* [Task objective]: Please set down every entry below exactly as given.

(Stored data entries)

=-=-=

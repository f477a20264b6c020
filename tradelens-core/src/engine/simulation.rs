//! The day loop shared by every tracker of a report run.
//!
//! For each date: advance market cursors, then let every tracker process and
//! close the day. Trackers only read `MarketData` while the day is being
//! processed, so they can run on the rayon pool; cursors move only once all of
//! them have closed the day.

use std::collections::BTreeSet;

use chrono::NaiveDate;
use rayon::prelude::*;
use tracing::debug;

use super::capital::CapitalLedger;
use super::portfolio_tracker::PortfolioTracker;
use super::TrackerError;
use crate::data::MarketData;

#[derive(Debug, Clone, Copy, PartialEq, Eq)]
pub enum SimulationOutcome {
    Completed,
    /// The day callback asked to stop after this date.
    Stopped { at: NaiveDate },
}

/// Dates to simulate: every event, bar and capital date from the first event
/// through `to`, optionally clipped at `from`.
pub fn simulation_dates(
    event_dates: impl IntoIterator<Item = NaiveDate>,
    other_dates: impl IntoIterator<Item = NaiveDate>,
    from: Option<NaiveDate>,
    to: NaiveDate,
) -> Vec<NaiveDate> {
    let events: BTreeSet<NaiveDate> = event_dates.into_iter().collect();
    let Some(first_event) = events.iter().next().copied() else {
        return Vec::new();
    };
    let start = from.map_or(first_event, |f| f.max(first_event));
    events
        .into_iter()
        .chain(other_dates)
        .filter(|d| *d >= start && *d <= to)
        .collect::<BTreeSet<_>>()
        .into_iter()
        .collect()
}

/// Run every tracker over `dates`.
///
/// `on_day(index, date)` is called after each closed day; returning `false`
/// stops the loop.
pub fn run_simulation(
    trackers: &mut [PortfolioTracker],
    market: &mut MarketData,
    capital: &CapitalLedger,
    dates: &[NaiveDate],
    parallel: bool,
    mut on_day: impl FnMut(usize, NaiveDate) -> bool,
) -> Result<SimulationOutcome, TrackerError> {
    debug!(days = dates.len(), trackers = trackers.len(), parallel, "starting simulation");
    for (i, &date) in dates.iter().enumerate() {
        market.progress_to(date);
        let prev_total = capital.yesterday(date);
        let market: &MarketData = market;

        let step = |tracker: &mut PortfolioTracker| -> Result<(), TrackerError> {
            tracker.process_items_at(date)?;
            tracker.on_day_close(date, market, prev_total)?;
            Ok(())
        };
        if parallel {
            trackers.par_iter_mut().try_for_each(step)?;
        } else {
            trackers.iter_mut().try_for_each(step)?;
        }

        if !on_day(i, date) {
            return Ok(SimulationOutcome::Stopped { at: date });
        }
    }
    Ok(SimulationOutcome::Completed)
}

=-=-=

* [Written answer]:
repository f477a20264b6c020
filename tradelens-core/src/engine/simulation.rs
//! The day loop shared by every tracker of a report run.
//!
//! For each date: advance market cursors, then let every tracker process and
//! close the day. Trackers only read `MarketData` while the day is being
//! processed, so they can run on the rayon pool; cursors move only once all of
//! them have closed the day.

use std::collections::BTreeSet;

use chrono::NaiveDate;
use rayon::prelude::*;
use tracing::debug;

use super::capital::CapitalLedger;
use super::portfolio_tracker::PortfolioTracker;
use super::TrackerError;
use crate::data::MarketData;

#[derive(Debug, Clone, Copy, PartialEq, Eq)]
pub enum SimulationOutcome {
    Completed,
    /// The day callback asked to stop after this date.
    Stopped { at: NaiveDate },
}

/// Dates to simulate: every event, bar and capital date from the first event
/// through `to`, optionally clipped at `from`.
pub fn simulation_dates(
    event_dates: impl IntoIterator<Item = NaiveDate>,
    other_dates: impl IntoIterator<Item = NaiveDate>,
    from: Option<NaiveDate>,
    to: NaiveDate,
) -> Vec<NaiveDate> {
    let events: BTreeSet<NaiveDate> = event_dates.into_iter().collect();
    let Some(first_event) = events.iter().next().copied() else {
        return Vec::new();
    };
    let start = from.map_or(first_event, |f| f.max(first_event));
    events
        .into_iter()
        .chain(other_dates)
        .filter(|d| *d >= start && *d <= to)
        .collect::<BTreeSet<_>>()
        .into_iter()
        .collect()
}

/// Run every tracker over `dates`.
///
/// `on_day(index, date)` is called after each closed day; returning `false`
/// stops the loop.
pub fn run_simulation(
    trackers: &mut [PortfolioTracker],
    market: &mut MarketData,
    capital: &CapitalLedger,
    dates: &[NaiveDate],
    parallel: bool,
    mut on_day: impl FnMut(usize, NaiveDate) -> bool,
) -> Result<SimulationOutcome, TrackerError> {
    debug!(days = dates.len(), trackers = trackers.len(), parallel, "starting simulation");
    for (i, &date) in dates.iter().enumerate() {
        market.progress_to(date);
        let prev_total = capital.yesterday(date);
        let market: &MarketData = market;

        let step = |tracker: &mut PortfolioTracker| -> Result<(), TrackerError> {
            tracker.process_items_at(date)?;
            tracker.on_day_close(date, market, prev_total)?;
            Ok(())
        };
        if parallel {
            trackers.par_iter_mut().try_for_each(step)?;
        } else {
            trackers.iter_mut().try_for_each(step)?;
        }

        if !on_day(i, date) {
            return Ok(SimulationOutcome::Stopped { at: date });
        }
    }
    Ok(SimulationOutcome::Completed)
}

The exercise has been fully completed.